Despite the state the game launched in, I did not hear too many critiques of the narrative of the game. Some promised aspects were definitely half-baked such as the level of decision-making and the difference stemming from the choice of background at the beginning of the game. Although I don’t necessarily disagree with those things and it definitely would have elevated the experience if the game actually delivered on those, I think focusing on those is ignoring the plethora of great things the game actually succeeds in.
This piece will explore the narrative, the characters, the themes and the overall great journey the game brings you on. I’ll first cover what the prologue sets up followed by an exploration of V as a character as well as Johnny Silverhand and the myriad supporting characters that shape the journey of the narrative, both in the base game and the Phantom Liberty DLC.

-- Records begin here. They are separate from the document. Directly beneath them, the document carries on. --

//! Session start, stop, and what the read loop does with odd input.

use std::sync::Arc;
use std::time::Duration;

use tokio::io::AsyncWriteExt;

use duorpc::duplex;
use duorpc::session;
use duorpc::Deferred;
use duorpc::Error;
use duorpc::ErrorCode;
use duorpc::Json;
use duorpc::Session;
use duowire::Codec;
use duowire::CodecError;
use duowire::Frame;
use duowire::RequestFrame;
use duowire::ResponseFrame;

/// A session on one end of a pipe and a bare codec on the other.
fn against_raw_peer() -> (Session<Json>, Codec<Json>) {
    let (left, right) = tokio::io::duplex(duplex::PIPE_CAPACITY);
    (Session::new(Json, left), Codec::new(Json, right))
}

#[tokio::test]
async fn test_unknown_response_is_dropped() {
    let (session, peer) = against_raw_peer();
    session
        .server()
        .register_fn("ping", || async { Ok::<_, anyhow::Error>("pong".to_string()) })
        .expect("register ping");
    session.spawn();

    let stray = ResponseFrame::success(777, Deferred::encode(peer.format(), &1i64).expect("encode"));
    peer.write_response(&stray).await.expect("write stray response");

    // the loop is still serving
    peer.write_request(&RequestFrame::new(1, "ping", vec![])).await.expect("write ping");
    match peer.read().await.expect("read reply") {
        Frame::Response(reply) => {
            assert_eq!(reply.id, 1);
            let text: String = reply.result.expect("result").decode().expect("decode");
            assert_eq!(text, "pong");
        }
        Frame::Request(request) => panic!("unexpected request {}", request.method),
    }
}

#[tokio::test]
async fn test_malformed_frame_ends_session() {
    let (left, mut right) = tokio::io::duplex(duplex::PIPE_CAPACITY);
    let session = Session::new(Json, left);
    let running = session.spawn();

    right.write_all(b"this is not json\n").await.expect("write garbage");

    let outcome = running.await.expect("join");
    assert!(matches!(outcome, Err(session::Error::Read(CodecError::Json(_)))), "{:?}", outcome);
}

#[tokio::test]
async fn test_object_params_are_answered() {
    let (left, right) = tokio::io::duplex(duplex::PIPE_CAPACITY);
    let session = Session::new(Json, left);
    session
        .server()
        .register_fn("add", |a: i64, b: i64| async move { Ok::<_, anyhow::Error>(a + b) })
        .expect("register add");
    let running = session.spawn();

    let (reader, mut writer) = tokio::io::split(right);
    let peer = Codec::from_parts(Json, reader, tokio::io::sink());
    writer
        .write_all(b"{\"id\":1,\"method\":\"add\",\"params\":{\"a\":1}}\n")
        .await
        .expect("write object params");
    writer
        .write_all(b"{\"id\":2,\"method\":\"add\",\"params\":[1,2]}\n")
        .await
        .expect("write array params");

    let mut replies = Vec::new();
    for _ in 0..2 {
        match peer.read().await.expect("read reply") {
            Frame::Response(reply) => replies.push(reply),
            Frame::Request(request) => panic!("unexpected request {}", request.method),
        }
    }
    replies.sort_by_key(|reply| reply.id);

    let rejected = replies[0].error.as_ref().expect("error for object params");
    assert_eq!(replies[0].id, 1);
    assert!(rejected.is(ErrorCode::InvalidParams), "{}", rejected);

    assert_eq!(replies[1].id, 2);
    let sum: i64 = replies[1].result.as_ref().expect("result").decode().expect("decode");
    assert_eq!(sum, 3);
    assert!(!running.is_finished());
}

#[tokio::test]
async fn test_peer_hangup_ends_cleanly() {
    let (session, peer) = against_raw_peer();
    let running = session.spawn();

    drop(peer);
    running.await.expect("join").expect("clean end");
}

#[tokio::test]
async fn test_close_unblocks_loop_and_fails_calls() {
    let (a, b) = duplex::pair::<Json>();
    let running = a.spawn();
    b.spawn();

    a.close().await.expect("close");
    assert!(a.is_closed());

    let outcome = tokio::time::timeout(Duration::from_secs(1), running).await;
    outcome.expect("loop returns after close").expect("join").expect("clean end");

    let err = a.client().call::<_, i64>("anything", ()).await.unwrap_err();
    assert!(matches!(err, Error::Disconnected), "{}", err);
}

#[tokio::test]
async fn test_peer_close_fails_calls_by_timeout() {
    let (a, b) = duplex::pair_with(
        duorpc::SessionBuilder::new(Json).timeout(Duration::from_millis(50)),
        duorpc::SessionBuilder::new(Json),
    );
    a.spawn();
    let b_running = b.spawn();

    b.close().await.expect("close b");
    b_running.await.expect("join").expect("clean end");

    // `a` never learns of pending calls ending; they time out
    let err = a.client().call::<_, i64>("anything", ()).await.unwrap_err();
    assert!(matches!(err, Error::Timeout), "{}", err);
    assert_eq!(a.client().pending_calls(), 0);
}

#[tokio::test]
async fn test_second_loop_is_refused() {
    let (session, _peer) = against_raw_peer();

    let first = session.run();
    tokio::pin!(first);
    assert!(futures::poll!(&mut first).is_pending());

    let second = session.run().await;
    assert!(matches!(second, Err(session::Error::AlreadyRunning)));
}

#[tokio::test]
async fn test_nil_params_reach_handler_as_zero() {
    let (a, b) = duplex::pair::<Json>();
    b.server()
        .register_fn("greet", |name: String, times: u32| async move {
            Ok::<_, anyhow::Error>(format!("[{}]x{}", name, times))
        })
        .expect("register greet");
    a.spawn();
    b.spawn();

    let format = Arc::clone(a.codec().format());
    let params = vec![Deferred::nil(format.clone()), Deferred::nil(format)];
    let reply: String = a.client().call_remote("greet", params).await.expect("greet");
    assert_eq!(reply, "[]x0");
}

#[tokio::test]
async fn test_nil_result_is_zero() {
    let (a, b) = duplex::pair::<Json>();
    b.server()
        .register_fn("nothing", || async { Ok::<(), anyhow::Error>(()) })
        .expect("register nothing");
    a.spawn();
    b.spawn();

    let n: i64 = a.client().call("nothing", ()).await.expect("nothing");
    assert_eq!(n, 0);
}

#[tokio::test]
async fn test_result_decode_failure_is_parse_error() {
    let (a, b) = duplex::pair::<Json>();
    b.server()
        .register_fn("word", || async { Ok::<_, anyhow::Error>("seven".to_string()) })
        .expect("register word");
    a.spawn();
    b.spawn();

    let err = a.client().call::<_, i64>("word", ()).await.unwrap_err();
    assert!(err.is(ErrorCode::ParseError), "{}", err);
}
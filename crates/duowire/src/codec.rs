//! # Codec
//!
//! Binds a `Format` to one duplex connection and moves whole frames across
//! it.
//!
//! ## Invariants
//!
//! - Exactly one reader at a time; the reader lock enforces it.
//! - Writes are serialized by the writer lock, so frames never interleave.
//! - After `close`, every blocked or future `read`/`write` returns
//!   `CodecError::Closed` promptly.

use std::sync::Arc;

use tokio::io::AsyncBufRead;
use tokio::io::AsyncBufReadExt;
use tokio::io::AsyncRead;
use tokio::io::AsyncReadExt;
use tokio::io::AsyncWrite;
use tokio::io::AsyncWriteExt;
use tokio::io::BufReader;
use tokio::sync::watch;
use tokio::sync::Mutex;

use crate::error::CodecError;
use crate::error::Result;
use crate::format::Format;
use crate::format::Framing;
use crate::format::WireType;
use crate::frame::Envelope;
use crate::frame::Frame;
use crate::frame::RequestFrame;
use crate::frame::ResponseFrame;

/// Default upper bound for a single frame.
pub const DEFAULT_MAX_FRAME_LEN: usize = 16 * 1024 * 1024;

type Reader = Box<dyn AsyncBufRead + Send + Unpin>;
type Writer = Box<dyn AsyncWrite + Send + Unpin>;

/// A framed connection speaking one format.
pub struct Codec<F> {
    format: Arc<F>,
    reader: Mutex<Reader>,
    writer: Mutex<Writer>,
    closed: watch::Sender<bool>,
    max_frame_len: usize,
}

impl<F: Format> Codec<F> {
    /// Split a duplex stream into a codec.
    pub fn new<T>(format: F, io: T) -> Self
    where
        T: AsyncRead + AsyncWrite + Send + 'static,
    {
        let (reader, writer) = tokio::io::split(io);
        Self::from_parts(format, reader, writer)
    }

    /// Build a codec from separate halves.
    pub fn from_parts<R, W>(format: F, reader: R, writer: W) -> Self
    where
        R: AsyncRead + Send + Unpin + 'static,
        W: AsyncWrite + Send + Unpin + 'static,
    {
        let (closed, _) = watch::channel(false);
        Self {
            format: Arc::new(format),
            reader: Mutex::new(Box::new(BufReader::new(reader))),
            writer: Mutex::new(Box::new(writer)),
            closed,
            max_frame_len: DEFAULT_MAX_FRAME_LEN,
        }
    }

    pub fn with_max_frame_len(mut self, max_frame_len: usize) -> Self {
        self.max_frame_len = max_frame_len;
        self
    }

    pub fn format(&self) -> &Arc<F> {
        &self.format
    }

    pub fn max_frame_len(&self) -> usize {
        self.max_frame_len
    }

    /// Make `T` known to the format. A no-op for self-describing formats.
    pub fn register_type<T: WireType>(&self) -> Result<()> {
        self.format.register_type::<T>()
    }

    pub fn is_closed(&self) -> bool {
        *self.closed.borrow()
    }

    pub async fn write_request(&self, frame: &RequestFrame<F>) -> Result<()> {
        let envelope = Envelope::from_request(frame)?;
        self.write_envelope(&envelope).await
    }

    pub async fn write_response(&self, frame: &ResponseFrame<F>) -> Result<()> {
        let envelope = Envelope::from_response(frame);
        self.write_envelope(&envelope).await
    }

    async fn write_envelope(&self, envelope: &Envelope) -> Result<()> {
        if self.is_closed() {
            return Err(CodecError::Closed);
        }

        // prepare the frame outside the lock
        let body = self.format.encode_envelope(envelope)?;
        if body.len() > self.max_frame_len {
            return Err(CodecError::FrameTooLarge { len: body.len(), max: self.max_frame_len });
        }
        let frame = delimit(F::FRAMING, body)?;

        let closed = wait_closed(self.closed.subscribe());
        let mut writer = self.writer.lock().await;

        tokio::select! {
            biased;
            _ = closed => Err(CodecError::Closed),
            written = async {
                writer.write_all(&frame).await?;
                writer.flush().await?;
                Ok::<(), std::io::Error>(())
            } => {
                written?;
                tracing::trace!(id = envelope.id, len = frame.len(), "wrote frame");
                Ok(())
            }
        }
    }

    /// Block until one whole frame arrives.
    pub async fn read(&self) -> Result<Frame<F>> {
        if self.is_closed() {
            return Err(CodecError::Closed);
        }

        let closed = wait_closed(self.closed.subscribe());
        let mut reader = self.reader.lock().await;

        let body = tokio::select! {
            biased;
            _ = closed => return Err(CodecError::Closed),
            body = read_body(&mut *reader, F::FRAMING, self.max_frame_len) => body?,
        };

        // the peer hung up between frames
        let Some(body) = body else {
            return Err(CodecError::Closed);
        };

        let envelope = self.format.decode_envelope(&body)?;
        tracing::trace!(id = envelope.id, len = body.len(), request = envelope.is_request(), "read frame");
        Ok(envelope.into_frame(&self.format))
    }

    /// Wake blocked readers and writers and release the write half.
    pub async fn close(&self) -> Result<()> {
        if self.closed.send_replace(true) {
            return Ok(());
        }

        tracing::debug!(format = self.format.name(), "closing codec");
        let mut writer = self.writer.lock().await;
        match writer.shutdown().await {
            Ok(()) => Ok(()),
            // the peer may already be gone
            Err(e) if e.kind() == std::io::ErrorKind::NotConnected => Ok(()),
            Err(e) => Err(e.into()),
        }
    }
}

async fn wait_closed(mut closed: watch::Receiver<bool>) {
    loop {
        let done = *closed.borrow_and_update();
        if done {
            return;
        }
        if closed.changed().await.is_err() {
            return;
        }
    }
}

fn delimit(framing: Framing, mut body: Vec<u8>) -> Result<Vec<u8>> {
    match framing {
        Framing::Lines => {
            body.push(b'\n');
            Ok(body)
        }
        Framing::LengthPrefixed => {
            let len = u32::try_from(body.len())
                .map_err(|_| CodecError::FrameTooLarge { len: body.len(), max: u32::MAX as usize })?;
            let mut frame = Vec::with_capacity(4 + body.len());
            frame.extend_from_slice(&len.to_be_bytes());
            frame.extend_from_slice(&body);
            Ok(frame)
        }
    }
}

/// One frame body, or `None` on a clean end of stream.
async fn read_body<R>(reader: &mut R, framing: Framing, max: usize) -> Result<Option<Vec<u8>>>
where
    R: AsyncBufRead + Unpin,
{
    match framing {
        Framing::Lines => read_line(reader, max).await,
        Framing::LengthPrefixed => read_prefixed(reader, max).await,
    }
}

async fn read_line<R>(reader: &mut R, max: usize) -> Result<Option<Vec<u8>>>
where
    R: AsyncBufRead + Unpin,
{
    loop {
        let mut line = Vec::new();
        let limit = max as u64 + 1;
        let n = (&mut *reader).take(limit).read_until(b'\n', &mut line).await?;
        if n == 0 {
            return Ok(None);
        }

        if line.last() == Some(&b'\n') {
            line.pop();
        } else if n as u64 >= limit {
            return Err(CodecError::FrameTooLarge { len: n, max });
        }

        // skip blank lines between frames
        if line.iter().all(u8::is_ascii_whitespace) {
            continue;
        }

        return Ok(Some(line));
    }
}

async fn read_prefixed<R>(reader: &mut R, max: usize) -> Result<Option<Vec<u8>>>
where
    R: AsyncBufRead + Unpin,
{
    let mut prefix = [0u8; 4];
    let first = reader.read(&mut prefix[..1]).await?;
    if first == 0 {
        return Ok(None);
    }
    reader.read_exact(&mut prefix[1..]).await?;

    let len = u32::from_be_bytes(prefix) as usize;
    if len > max {
        return Err(CodecError::FrameTooLarge { len, max });
    }

    let mut body = vec![0u8; len];
    reader.read_exact(&mut body).await?;
    Ok(Some(body))
}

This piece is not written to give a play-by-play recap of the game’s narrative, but instead jumps more to the analysis of what occurs. However, I have tried to contextualize most of the analysis so that if you don’t remember everything, it should jog your memory and if you haven’t played the game, well first of all, go play the game, but secondly, the analysis should still make sense. Those who have played the game and have a decent memory of it though will get the most out of this.
Prologue

The heart of the prologue in Cyberpunk 2077 is setting up the strong bond between our protagonist V (Vincent or Valerie depending on which gender you chose) and Jackie Welles, an ex Valentino gang member who now did gigs on the side. His own backstory is the first sign of the strong writing present throughout the game. In a very short time, you start to feel kinship with Jackie who introduces the player to the lingo of the game’s world like choom, preem, and gonk, which later will become so normal that you don’t even notice these words as being foreign anymore. His character also epitomizes the melting pot that is Night City. His latino heritage is very present in him as a person, whether that be in the way he talks, his family and connections or just his everyday references. No matter which path you choose, Jackie and his mother along with Misty, his girlfriend, become the only entourage V has in their life.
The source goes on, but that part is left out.